In practice, parties frequently sign and announce a non‑binding memorandum of understanding (MOU) at an early stage to agree terms addressing, inter alia, confidentiality and exclusivity, and to facilitate the exchange of information for reciprocal due diligence. Given that an MOU to evaluate a potential merger / acquisition is generally considered price‑sensitive by issuers, issuers often disclose it as a material development on the Saudi Exchange. If needed, the parties announce MOU extensions while diligence and negotiations continue, or the expiration of the MOU, if no extensions are agreed between the parties. These disclosures are made under the Rules on the Offer of Securities and Continuing Obligations, which require companies to announce material developments (which can extend to MOUs, although not in itself, an automatic disclosure requirement).
When the parties move from an MOU to a binding merger / implementation agreement, issuers announce the signing on Tadawul as a material development, since execution of a binding agreement is market‑moving, even if the MARs offer period has not yet begun. This announcement often appears at (or immediately around) the time the bidder is ready to make the MARs firm‑intention announcement.
Under the MARs, the mandatory public disclosure trigger is the announcement of a firm intention to make an offer; that announcement opens the offer period and activates the formal timetable (submission of the final offer document to the CMA, CMA approval, publication of the offer document and the offeree board circular, convening of the EGMs where applicable, earliest permitted closing date, last dates to revise or declare the offer unconditional, etc.). The MARs further prescribe specific circumstances in which a public announcement is required, including but not limited to, upon an acquisition of shares by a person which gives rise to an obligation to make a “mandatory offer” (as may be determined by the CMA).

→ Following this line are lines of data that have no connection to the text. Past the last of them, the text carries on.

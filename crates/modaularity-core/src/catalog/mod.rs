//! Module catalogs.
//!
//! Every source of modules implements [`ModuleCatalog`]: a single type, a
//! binary, a directory of binaries, or a composition of other catalogs.
//! Catalogs are initialized asynchronously and then queried synchronously.

pub mod binary;
pub mod composite;
pub mod directory;
pub mod empty;
pub mod single;

use std::sync::Arc;

use async_trait::async_trait;

use crate::context::LoadContextOptions;
use crate::criteria::FinderOptions;
use crate::error::{ModuleError, Result};
use crate::module::Module;
use crate::naming::NamingOptions;

pub use binary::{BinaryCatalog, BinaryCatalogOptions};
pub use composite::CompositeCatalog;
pub use directory::{DirectoryCatalog, DirectoryCatalogOptions};
pub use empty::EmptyCatalog;
pub use single::{TypeCatalog, TypeCatalogOptions};

/// A source of modules.
#[async_trait]
pub trait ModuleCatalog: Send + Sync {
    /// Discover modules. Running it again discovers again.
    async fn initialize(&mut self) -> Result<()>;

    fn is_initialized(&self) -> bool;

    /// Discovered modules; empty before initialization.
    fn modules(&self) -> Vec<Arc<Module>>;

    /// The module with exactly this name and version.
    fn get(&self, name: &str, version: &semver::Version) -> Option<Arc<Module>>;
}

#[async_trait]
impl<T: ModuleCatalog + ?Sized> ModuleCatalog for Box<T> {
    async fn initialize(&mut self) -> Result<()> {
        (**self).initialize().await
    }

    fn is_initialized(&self) -> bool {
        (**self).is_initialized()
    }

    fn modules(&self) -> Vec<Arc<Module>> {
        (**self).modules()
    }

    fn get(&self, name: &str, version: &semver::Version) -> Option<Arc<Module>> {
        (**self).get(name, version)
    }
}

/// Convenience queries over any catalog.
pub trait ModuleCatalogExt: ModuleCatalog {
    /// The only module of the catalog.
    fn single(&self) -> Result<Arc<Module>> {
        if !self.is_initialized() {
            return Err(ModuleError::NotInitialized);
        }
        let mut modules = self.modules();
        if modules.len() != 1 {
            return Err(ModuleError::InvalidArgument(format!(
                "expected exactly one module, found {}",
                modules.len()
            )));
        }
        Ok(modules.remove(0))
    }

    /// Modules carrying `tag`.
    fn by_tag(&self, tag: &str) -> Vec<Arc<Module>> {
        self.modules()
            .into_iter()
            .filter(|module| module.has_tag(tag))
            .collect()
    }
}

impl<T: ModuleCatalog + ?Sized> ModuleCatalogExt for T {}

/// Option values shared by the catalogs an application builds.
///
/// Built once by the caller and passed to `*Options::from_defaults`; options
/// set explicitly on a catalog take precedence.
#[derive(Debug, Clone, Default)]
pub struct CatalogDefaults {
    pub naming: NamingOptions,
    pub criteria: FinderOptions,
    pub load_context: LoadContextOptions,
}

impl CatalogDefaults {
    pub fn new() -> Self {
        Self::default()
    }

    pub fn with_naming(mut self, naming: NamingOptions) -> Self {
        self.naming = naming;
        self
    }

    pub fn with_criteria(mut self, criteria: FinderOptions) -> Self {
        self.criteria = criteria;
        self
    }

    pub fn with_load_context(mut self, load_context: LoadContextOptions) -> Self {
        self.load_context = load_context;
        self
    }
}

Disclosures may also be required if there is a leak, loss of confidentiality, or abnormal price / volume movements that could mislead the market, in which case a clarificatory announcement is made to preserve market integrity. In addition, all announcements made must clearly disclose any related parties involved in the transaction and must meet the minimum disclosure requirements prescribed by the Instructions for Listed Companies’ Announcements.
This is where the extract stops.